Target Deadline: 1pm, Wednesday, October 3, 2007

Second Assignment

Your second assignment is to modify your parser to create an Abstract Syntax Tree (AST) in memory, output the AST as a graphviz file, add type checking, and annotate the AST nodes that represent (sub-)expressions with their types.

An Abstract Syntax Tree can be thought of as a simplified parse tree (See page 27, 28, and 69 of Scott). Compared to a parse tree, an AST retains only the nodes that reflect the structure and semantics of the program, but drops those that are merely technical details of the concrete syntax. For example, using semicolons to separate or terminate statements is not meaningful to later stages of the compiler, so can be dropped, but what is meaningful is that the different statements are represented as different subtrees, so that should be retained. Similarly, it is not important that an expression is made up of <simpleExpression>s, <term>s <factor>s, etc.; what is important is that the expression is what operations are done on what operands. For example, adding 7 to the product of 3 and 4, could be represented as a tree with its root node being "+", its right child being seven, and its left child being a subtree whose root is "*", and its left child being 3 and its right child being 4. In this way, the tree describes the order the operations can be done (from leaves to roots and how the result of one operation is used as an input to another). Part of the assignment is to figure out what should be kept in the AST and what should be discarded as unnecessary syntactic detail.

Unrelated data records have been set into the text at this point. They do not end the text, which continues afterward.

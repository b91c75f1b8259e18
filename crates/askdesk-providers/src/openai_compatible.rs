//! Unified OpenAI-compatible provider.
//!
//! One struct handles chat completions for every registered backend.
//! Providers are distinguished only by endpoint URL, auth style, and API key.

use askdesk_core::config::LlmConfig;
use askdesk_core::error::{AskDeskError, Result};
use askdesk_core::traits::provider::{GenerateParams, Provider};
use async_trait::async_trait;
use serde_json::{Value, json};
use std::time::Duration;

use crate::provider_registry::{AuthStyle, ProviderConfig};

/// A unified provider that works with any OpenAI-compatible API.
pub struct OpenAiCompatibleProvider {
    /// Provider name (e.g., "openai", "groq", "ollama").
    name: String,
    api_key: String,
    /// Base URL for the API (e.g., "https://api.openai.com/v1").
    base_url: String,
    chat_path: String,
    auth_style: AuthStyle,
    /// Upper bound on a single generation call.
    timeout: Duration,
    client: reqwest::Client,
}

impl OpenAiCompatibleProvider {
    /// Create from a known provider config + `[llm]` section.
    ///
    /// Resolution order:
    /// - API key: `llm.api_key` > env vars > empty
    /// - Base URL: `llm.endpoint` > env override > registry default
    pub fn from_registry(registry: &ProviderConfig, config: &LlmConfig) -> Result<Self> {
        let api_key = if !config.api_key.is_empty() {
            config.api_key.clone()
        } else {
            registry
                .env_keys
                .iter()
                .find_map(|key| std::env::var(key).ok().filter(|v| !v.is_empty()))
                .unwrap_or_default()
        };

        let base_url = if !config.endpoint.is_empty() {
            config.endpoint.trim_end_matches('/').to_string()
        } else {
            registry
                .base_url_env
                .and_then(|env_key| {
                    let val = std::env::var(env_key).ok()?;
                    // OLLAMA_HOST / LLAMACPP_HOST are bare hosts
                    if val.ends_with("/v1") {
                        Some(val)
                    } else {
                        Some(format!("{}/v1", val.trim_end_matches('/')))
                    }
                })
                .unwrap_or_else(|| registry.base_url.to_string())
        };

        Self::build(
            registry.name,
            api_key,
            base_url,
            registry.chat_path,
            registry.auth_style,
            config.timeout_secs,
        )
    }

    /// Create for a custom endpoint (e.g., "custom:https://my-server.com/v1").
    pub fn custom(endpoint: &str, config: &LlmConfig) -> Result<Self> {
        let base_url = endpoint
            .strip_prefix("custom:")
            .unwrap_or(endpoint)
            .trim_end_matches('/')
            .to_string();

        let api_key = if !config.api_key.is_empty() {
            config.api_key.clone()
        } else {
            std::env::var("CUSTOM_API_KEY").unwrap_or_default()
        };

        let auth_style = if api_key.is_empty() {
            AuthStyle::None
        } else {
            AuthStyle::Bearer
        };

        Self::build(
            "custom",
            api_key,
            base_url,
            "/chat/completions",
            auth_style,
            config.timeout_secs,
        )
    }

    fn build(
        name: &str,
        api_key: String,
        base_url: String,
        chat_path: &str,
        auth_style: AuthStyle,
        timeout_secs: u64,
    ) -> Result<Self> {
        let timeout = Duration::from_secs(timeout_secs.max(1));
        let client = reqwest::Client::builder()
            .timeout(timeout)
            .build()
            .map_err(|e| AskDeskError::Http(format!("failed to build HTTP client: {e}")))?;
        Ok(Self {
            name: name.to_string(),
            api_key,
            base_url,
            chat_path: chat_path.to_string(),
            auth_style,
            timeout,
            client,
        })
    }

    /// Build the auth header for the request.
    fn apply_auth(&self, req: reqwest::RequestBuilder) -> reqwest::RequestBuilder {
        match self.auth_style {
            AuthStyle::Bearer if !self.api_key.is_empty() => {
                req.header("Authorization", format!("Bearer {}", self.api_key))
            }
            _ => req,
        }
    }

    async fn complete(&self, body: &Value) -> Result<String> {
        let url = format!("{}{}", self.base_url, self.chat_path);
        let req = self
            .client
            .post(&url)
            .header("Content-Type", "application/json")
            .json(body);
        let req = self.apply_auth(req);

        let resp = req.send().await.map_err(|e| {
            AskDeskError::Generative(format!("{} connection failed ({url}): {e}", self.name))
        })?;

        if !resp.status().is_success() {
            let status = resp.status();
            let text = resp.text().await.unwrap_or_default();
            return Err(AskDeskError::Generative(format!(
                "{} API error {status}: {text}",
                self.name
            )));
        }

        let json: Value = resp
            .json()
            .await
            .map_err(|e| AskDeskError::Generative(format!("malformed response: {e}")))?;
        extract_reply(&json)
    }
}

/// Pull the first choice's message text out of a chat completion.
pub fn extract_reply(json: &Value) -> Result<String> {
    let content = json["choices"]
        .get(0)
        .and_then(|choice| choice["message"]["content"].as_str())
        .ok_or_else(|| AskDeskError::Generative("No choices in response".into()))?;
    Ok(content.trim().to_string())
}

#[async_trait]
impl Provider for OpenAiCompatibleProvider {
    fn name(&self) -> &str {
        &self.name
    }

    async fn generate(
        &self,
        system_prompt: &str,
        user_query: &str,
        params: &GenerateParams,
    ) -> Result<String> {
        if self.auth_style != AuthStyle::None && self.api_key.is_empty() {
            return Err(AskDeskError::ApiKeyMissing(self.name.clone()));
        }

        let body = json!({
            "model": params.model,
            "temperature": params.temperature,
            "max_tokens": params.max_tokens,
            "messages": [
                { "role": "system", "content": system_prompt },
                { "role": "user", "content": user_query },
            ],
        });

        tracing::debug!("🤖 {} generate (model={})", self.name, params.model);
        tokio::time::timeout(self.timeout, self.complete(&body))
            .await
            .map_err(|_| {
                AskDeskError::Generative(format!(
                    "{} timed out after {}s",
                    self.name,
                    self.timeout.as_secs()
                ))
            })?
    }
}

You should represent your AST explicitly in memory as a tree data structure and provide a facility to walk the tree and write it to a GraphViz DOT file. (You may find the The Visitor Design Pattern a good way to structure this code.)

In addition, you should add a type checker that walks the AST and verifies the types of expressions, subexpressions, etc., match the TL07 type rules. (It is OK to just go by the informal rules.) The type checker should also annoate the (sub-)expression nodes, etc., in the AST with their type, and modify the graphviz AST output to show the type annotations in some way (perhaps by coloring nodes).

In order to type check the program, you will need to create a symbol table to associate each appearance of a variable with that variables declared type. The best way to do this, is probably to create an entry in a hash table indexed by name and containing information about each declared entity. (For TL07, it is be sufficient to just track the name and type of each declared variable.) And then when the AST generation code comes across a variable in a procedure body, it can look that name up in the symbol table and store a pointer/reference to that symbol table entry in the AST node.

The graphviz AST output should have a ".ast.dot" extensions, and your program should continue to output the parse tree as well. So if the input file is "simple.tl07", the compiler should (by default) output the parse tree as "simple.pt1.dot" and the AST as "simple.ast.dot".

You are also required to adequately test your compiler and submit your test cases along with your source code. Testing is important, and some advocates of Test Driven Development go so far as to recommend that you do not write any code without first creating a test case that fails without that code. I may also provide some test cases.

Deliverables and Submission

Please see revised packaging and submission instructions.

Grading

Please see revised grading notes.

Errata/Clarifications

There may need to be corrections, clarifications, or other modifications to these instructions, you are responsible for monitoring the class web site, monitoring your CS account mailboxes, and listening during lecture for announcements related to this assignment.